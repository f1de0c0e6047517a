//! Translation of failures into HTTP responses.
//!
//! Error bodies are plain text while success bodies are JSON.

use axum::{
    extract::rejection::JsonRejection,
    http::StatusCode,
    response::{IntoResponse, Response},
};
use thiserror::Error;

use crate::catalog::CatalogError;

#[derive(Debug, Error)]
pub enum ApiError {
    #[error("Item not found")]
    NotFound,

    #[error("API route not found")]
    RouteNotFound,

    #[error("Payload too large")]
    PayloadTooLarge,

    #[error("Malformed payload: {0}")]
    MalformedPayload(String),

    #[error("Invalid fields: {}", .0.join(", "))]
    Validation(Vec<&'static str>),
}

impl ApiError {
    pub fn status(&self) -> StatusCode {
        match self {
            ApiError::NotFound | ApiError::RouteNotFound => StatusCode::NOT_FOUND,
            ApiError::PayloadTooLarge => StatusCode::PAYLOAD_TOO_LARGE,
            ApiError::MalformedPayload(_) | ApiError::Validation(_) => StatusCode::BAD_REQUEST,
        }
    }
}

impl From<CatalogError> for ApiError {
    fn from(err: CatalogError) -> Self {
        match err {
            CatalogError::NotFound(_) => ApiError::NotFound,
        }
    }
}

impl From<JsonRejection> for ApiError {
    fn from(rejection: JsonRejection) -> Self {
        if rejection.status() == StatusCode::PAYLOAD_TOO_LARGE {
            return ApiError::PayloadTooLarge;
        }
        ApiError::MalformedPayload(rejection.body_text())
    }
}

impl IntoResponse for ApiError {
    fn into_response(self) -> Response {
        (self.status(), self.to_string()).into_response()
    }
}
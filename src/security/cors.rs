//! Cross-origin resource sharing.

use axum::http::{
    header::{AUTHORIZATION, CONTENT_TYPE},
    HeaderValue, Method,
};
use tower_http::cors::{AllowOrigin, CorsLayer};

use crate::config::CorsConfig;

const ALLOWED_METHODS: [Method; 6] = [
    Method::GET,
    Method::HEAD,
    Method::PUT,
    Method::PATCH,
    Method::POST,
    Method::DELETE,
];

/// Build the CORS layer for the configured origins.
pub fn cors_layer(config: &CorsConfig) -> CorsLayer {
    let origin = if config.allows_any_origin() {
        tracing::warn!("CORS allows any origin; restrict cors.allowed_origins outside development");
        AllowOrigin::any()
    } else {
        AllowOrigin::list(
            config
                .allowed_origins
                .iter()
                .filter_map(|o| HeaderValue::from_str(o).ok()),
        )
    };

    CorsLayer::new()
        .allow_origin(origin)
        .allow_methods(ALLOWED_METHODS)
        .allow_headers([CONTENT_TYPE, AUTHORIZATION])
}
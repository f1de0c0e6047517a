//! OS signal handling.

use tokio::signal;

/// Resolve on Ctrl+C, or SIGTERM on Unix.
pub async fn shutdown_signal() {
    let ctrl_c = async {
        if let Err(e) = signal::ctrl_c().await {
            tracing::error!(error = %e, "Failed to install Ctrl+C handler");
            std::future::pending::<()>().await;
        }
        tracing::info!("Received Ctrl+C, shutting down");
    };

    #[cfg(unix)]
    let terminate = async {
        match signal::unix::signal(signal::unix::SignalKind::terminate()) {
            Ok(mut stream) => {
                stream.recv().await;
                tracing::info!("Received terminate signal, shutting down");
            }
            Err(e) => {
                tracing::error!(error = %e, "Failed to install SIGTERM handler");
                std::future::pending::<()>().await;
            }
        }
    };

    #[cfg(not(unix))]
    let terminate = std::future::pending::<()>();

    tokio::select! {
        _ = ctrl_c => {},
        _ = terminate => {},
    }
}
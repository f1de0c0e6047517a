//! In-memory catalog store.
//!
//! # Responsibilities
//! - Own the item sequence and the id allocator
//! - Serialize every read and write behind one mutex
//! - Keep insertion order for listing
//!
//! # Design Decisions
//! - Ids come from a monotonic counter and are never handed out twice, even
//!   after deletes
//! - The lock is held only for the scan or mutation; items are cloned out
//! - Deleting an unknown id succeeds silently

use std::sync::Mutex;

use crate::catalog::error::{CatalogError, CatalogResult};
use crate::catalog::item::{Item, ItemDraft};
use crate::catalog::seed::seed_items;
use crate::observability::metrics;

struct Inventory {
    items: Vec<Item>,
    next_id: u64,
}

/// Authoritative holder of all catalog items for the process lifetime.
pub struct CatalogStore {
    inner: Mutex<Inventory>,
}

impl CatalogStore {
    /// Create a store holding `items` in the given order.
    ///
    /// The next assigned id is one past the largest id present.
    pub fn new(items: Vec<Item>) -> Self {
        let next_id = items.iter().map(|item| item.id).max().unwrap_or(0) + 1;
        metrics::record_catalog_size(items.len());

        Self {
            inner: Mutex::new(Inventory { items, next_id }),
        }
    }

    /// Create a store holding the startup seed set.
    pub fn seeded() -> Self {
        Self::new(seed_items())
    }

    /// All items in insertion order.
    pub fn list_all(&self) -> Vec<Item> {
        self.lock().items.clone()
    }

    /// Look up a single item.
    pub fn get_by_id(&self, id: u64) -> CatalogResult<Item> {
        self.lock()
            .items
            .iter()
            .find(|item| item.id == id)
            .cloned()
            .ok_or(CatalogError::NotFound(id))
    }

    /// Append a new item and return it with its assigned id.
    pub fn create(&self, draft: ItemDraft) -> Item {
        let mut inventory = self.lock();
        let id = inventory.next_id;
        inventory.next_id += 1;

        let item = Item::from_draft(id, draft);
        inventory.items.push(item.clone());
        metrics::record_catalog_size(inventory.items.len());

        tracing::debug!(item_id = id, items = inventory.items.len(), "Item created");
        item
    }

    /// Replace every descriptive field of an existing item.
    pub fn update(&self, id: u64, draft: ItemDraft) -> CatalogResult<Item> {
        let mut inventory = self.lock();
        let item = inventory
            .items
            .iter_mut()
            .find(|item| item.id == id)
            .ok_or(CatalogError::NotFound(id))?;

        item.replace_with(draft);
        tracing::debug!(item_id = id, "Item updated");
        Ok(item.clone())
    }

    /// Remove an item if present. Returns whether anything was removed.
    pub fn delete(&self, id: u64) -> bool {
        let mut inventory = self.lock();
        let before = inventory.items.len();
        inventory.items.retain(|item| item.id != id);

        let removed = inventory.items.len() < before;
        if removed {
            metrics::record_catalog_size(inventory.items.len());
            tracing::debug!(item_id = id, items = inventory.items.len(), "Item deleted");
        }
        removed
    }

    /// Number of items currently held.
    pub fn len(&self) -> usize {
        self.lock().items.len()
    }

    pub fn is_empty(&self) -> bool {
        self.len() == 0
    }

    fn lock(&self) -> std::sync::MutexGuard<'_, Inventory> {
        self.inner.lock().expect("catalog mutex poisoned")
    }
}

impl Default for CatalogStore {
    fn default() -> Self {
        Self::seeded()
    }
}

#[cfg(test)]
mod tests {
    use super::*;
    use std::sync::Arc;

    fn camembert() -> ItemDraft {
        ItemDraft::new("Camembert", 28.0, "Creamy", "/images/camembert.jpg")
    }

    #[test]
    fn test_seeded_listing() {
        let store = CatalogStore::seeded();
        let items = store.list_all();

        assert_eq!(items.len(), 5);
        let ids: Vec<u64> = items.iter().map(|i| i.id).collect();
        assert_eq!(ids, vec![1, 2, 3, 4, 5]);
    }

    #[test]
    fn test_get_by_id() {
        let store = CatalogStore::seeded();
        for id in 1..=5 {
            assert_eq!(store.get_by_id(id).unwrap().id, id);
        }
        assert_eq!(store.get_by_id(99), Err(CatalogError::NotFound(99)));
    }

    #[test]
    fn test_create_appends() {
        let store = CatalogStore::seeded();
        let created = store.create(camembert());

        assert_eq!(created.id, 6);
        assert_eq!(created.name.as_deref(), Some("Camembert"));
        assert_eq!(store.len(), 6);
        assert_eq!(store.list_all().last(), Some(&created));
    }

    #[test]
    fn test_ids_not_reused_after_delete() {
        let store = CatalogStore::seeded();
        assert!(store.delete(2));

        let created = store.create(camembert());
        assert_eq!(created.id, 6);

        let again = store.create(camembert());
        assert_eq!(again.id, 7);

        let ids: Vec<u64> = store.list_all().iter().map(|i| i.id).collect();
        assert_eq!(ids, vec![1, 3, 4, 5, 6, 7]);
    }

    #[test]
    fn test_update_replaces_all_fields() {
        let store = CatalogStore::seeded();
        let draft = ItemDraft {
            name: Some("Updated Red Windsor".into()),
            unit_price: Some(47.0),
            color: None,
            image_ref: Some("/images/updated_red_windsor.jpg".into()),
        };

        let updated = store.update(5, draft).unwrap();
        assert_eq!(updated.id, 5);
        assert_eq!(updated.unit_price, Some(47.0));
        assert_eq!(updated.color, None);
        assert_eq!(store.get_by_id(5).unwrap(), updated);
    }

    #[test]
    fn test_update_missing() {
        let store = CatalogStore::seeded();
        assert_eq!(store.update(42, camembert()), Err(CatalogError::NotFound(42)));
        assert_eq!(store.len(), 5);
    }

    #[test]
    fn test_delete_is_idempotent() {
        let store = CatalogStore::seeded();
        assert!(store.delete(5));
        assert!(!store.delete(5));
        assert_eq!(store.get_by_id(5), Err(CatalogError::NotFound(5)));
        assert_eq!(store.len(), 4);
    }

    #[test]
    fn test_concurrent_creates_get_distinct_ids() {
        let store = Arc::new(CatalogStore::new(Vec::new()));
        let handles: Vec<_> = (0..8)
            .map(|_| {
                let store = store.clone();
                std::thread::spawn(move || {
                    (0..25).map(|_| store.create(camembert()).id).collect::<Vec<_>>()
                })
            })
            .collect();

        let mut ids: Vec<u64> = handles
            .into_iter()
            .flat_map(|h| h.join().unwrap())
            .collect();
        ids.sort_unstable();
        ids.dedup();

        assert_eq!(ids.len(), 200);
        assert_eq!(store.len(), 200);
    }
}
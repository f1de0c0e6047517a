//! Configuration schema definitions.
//!
//! All types derive Serde traits for deserialization from config files.

use serde::{Deserialize, Serialize};

/// Port used when neither the config file nor `PORT` sets one.
pub const DEFAULT_PORT: u16 = 3000;

/// Root configuration for the catalog server.
#[derive(Debug, Clone, Deserialize, Serialize, Default)]
#[serde(default)]
pub struct CatalogConfig {
    /// Listener configuration (host, port).
    pub listener: ListenerConfig,

    /// Static image directory and single-page app document.
    pub assets: AssetConfig,

    /// Cross-origin policy for the API.
    pub cors: CorsConfig,

    /// Security headers, body limits and request validation.
    pub security: SecurityConfig,

    /// Timeout configuration.
    pub timeouts: TimeoutConfig,

    /// Observability settings.
    pub observability: ObservabilityConfig,
}

/// Listener configuration.
#[derive(Debug, Clone, Deserialize, Serialize)]
#[serde(default)]
pub struct ListenerConfig {
    /// Interface to bind (e.g., "0.0.0.0").
    pub host: String,

    /// TCP port. Overridden by the `PORT` environment variable.
    pub port: u16,
}

impl ListenerConfig {
    /// `host:port` string suitable for `TcpListener::bind`.
    pub fn bind_address(&self) -> String {
        format!("{}:{}", self.host, self.port)
    }
}

impl Default for ListenerConfig {
    fn default() -> Self {
        Self {
            host: "0.0.0.0".to_string(),
            port: DEFAULT_PORT,
        }
    }
}

/// Static asset locations.
#[derive(Debug, Clone, Deserialize, Serialize)]
#[serde(default)]
pub struct AssetConfig {
    /// Directory served under `/images`.
    pub images_dir: String,

    /// Document returned for every non-API path.
    pub spa_index: String,
}

impl Default for AssetConfig {
    fn default() -> Self {
        Self {
            images_dir: "images".to_string(),
            spa_index: "frontend/build/index.html".to_string(),
        }
    }
}

/// Cross-origin resource sharing configuration.
#[derive(Debug, Clone, Deserialize, Serialize)]
#[serde(default)]
pub struct CorsConfig {
    /// Attach CORS headers at all.
    pub enabled: bool,

    /// Allowed origins. `"*"` allows any origin and is meant for development.
    pub allowed_origins: Vec<String>,
}

impl CorsConfig {
    /// Whether any origin is accepted.
    pub fn allows_any_origin(&self) -> bool {
        self.allowed_origins.iter().any(|o| o == "*")
    }
}

impl Default for CorsConfig {
    fn default() -> Self {
        Self {
            enabled: true,
            // WARNING: Development posture. Restrict this in production.
            allowed_origins: vec!["*".to_string()],
        }
    }
}

/// Security hardening configuration.
#[derive(Debug, Clone, Deserialize, Serialize)]
#[serde(default)]
pub struct SecurityConfig {
    /// Enable security headers.
    pub enable_headers: bool,
    /// Maximum body size in bytes.
    pub max_body_size: usize,
    /// Reject create/update bodies with missing or invalid fields.
    pub strict_validation: bool,
}

impl Default for SecurityConfig {
    fn default() -> Self {
        Self {
            enable_headers: true,
            max_body_size: 64 * 1024, // 64KB
            strict_validation: false,
        }
    }
}

/// Timeout configuration.
#[derive(Debug, Clone, Deserialize, Serialize)]
#[serde(default)]
pub struct TimeoutConfig {
    /// Request timeout (total time for request/response) in seconds.
    pub request_secs: u64,
}

impl Default for TimeoutConfig {
    fn default() -> Self {
        Self { request_secs: 30 }
    }
}

/// Observability configuration.
#[derive(Debug, Clone, Deserialize, Serialize)]
#[serde(default)]
pub struct ObservabilityConfig {
    /// Log level (trace, debug, info, warn, error). `RUST_LOG` wins when set.
    pub log_level: String,

    /// Enable the Prometheus metrics endpoint.
    pub metrics_enabled: bool,

    /// Metrics endpoint bind address.
    pub metrics_address: String,
}

impl Default for ObservabilityConfig {
    fn default() -> Self {
        Self {
            log_level: "info".to_string(),
            metrics_enabled: false,
            metrics_address: "0.0.0.0:9090".to_string(),
        }
    }
}

#[cfg(test)]
mod tests {
    use super::*;

    #[test]
    fn test_defaults() {
        let config = CatalogConfig::default();
        assert_eq!(config.listener.bind_address(), "0.0.0.0:3000");
        assert!(config.cors.allows_any_origin());
        assert!(!config.security.strict_validation);
        assert!(!config.observability.metrics_enabled);
    }

    #[test]
    fn test_partial_toml_keeps_defaults() {
        let config: CatalogConfig = toml::from_str(
            r#"
            [listener]
            port = 8080

            [cors]
            allowed_origins = ["https://shop.example.com"]
            "#,
        )
        .unwrap();

        assert_eq!(config.listener.port, 8080);
        assert_eq!(config.listener.host, "0.0.0.0");
        assert!(!config.cors.allows_any_origin());
        assert_eq!(config.assets.images_dir, "images");
        assert_eq!(config.timeouts.request_secs, 30);
    }
}
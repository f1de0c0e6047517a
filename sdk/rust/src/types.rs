use serde::{Deserialize, Serialize};

/// A catalog item as returned by the server.
#[derive(Debug, Clone, PartialEq, Serialize, Deserialize)]
#[serde(rename_all = "camelCase")]
pub struct Item {
    pub id: u64,
    pub name: Option<String>,
    pub unit_price: Option<f64>,
    pub color: Option<String>,
    pub image_ref: Option<String>,
}

/// Body for create and update requests.
#[derive(Debug, Clone, PartialEq, Serialize, Deserialize)]
#[serde(rename_all = "camelCase")]
pub struct ItemInput {
    pub name: String,
    pub unit_price: f64,
    pub color: String,
    pub image_ref: String,
}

Task directions:
Using the listing above, tally how many lines include the word "false". Write only the number.

Expected output:
2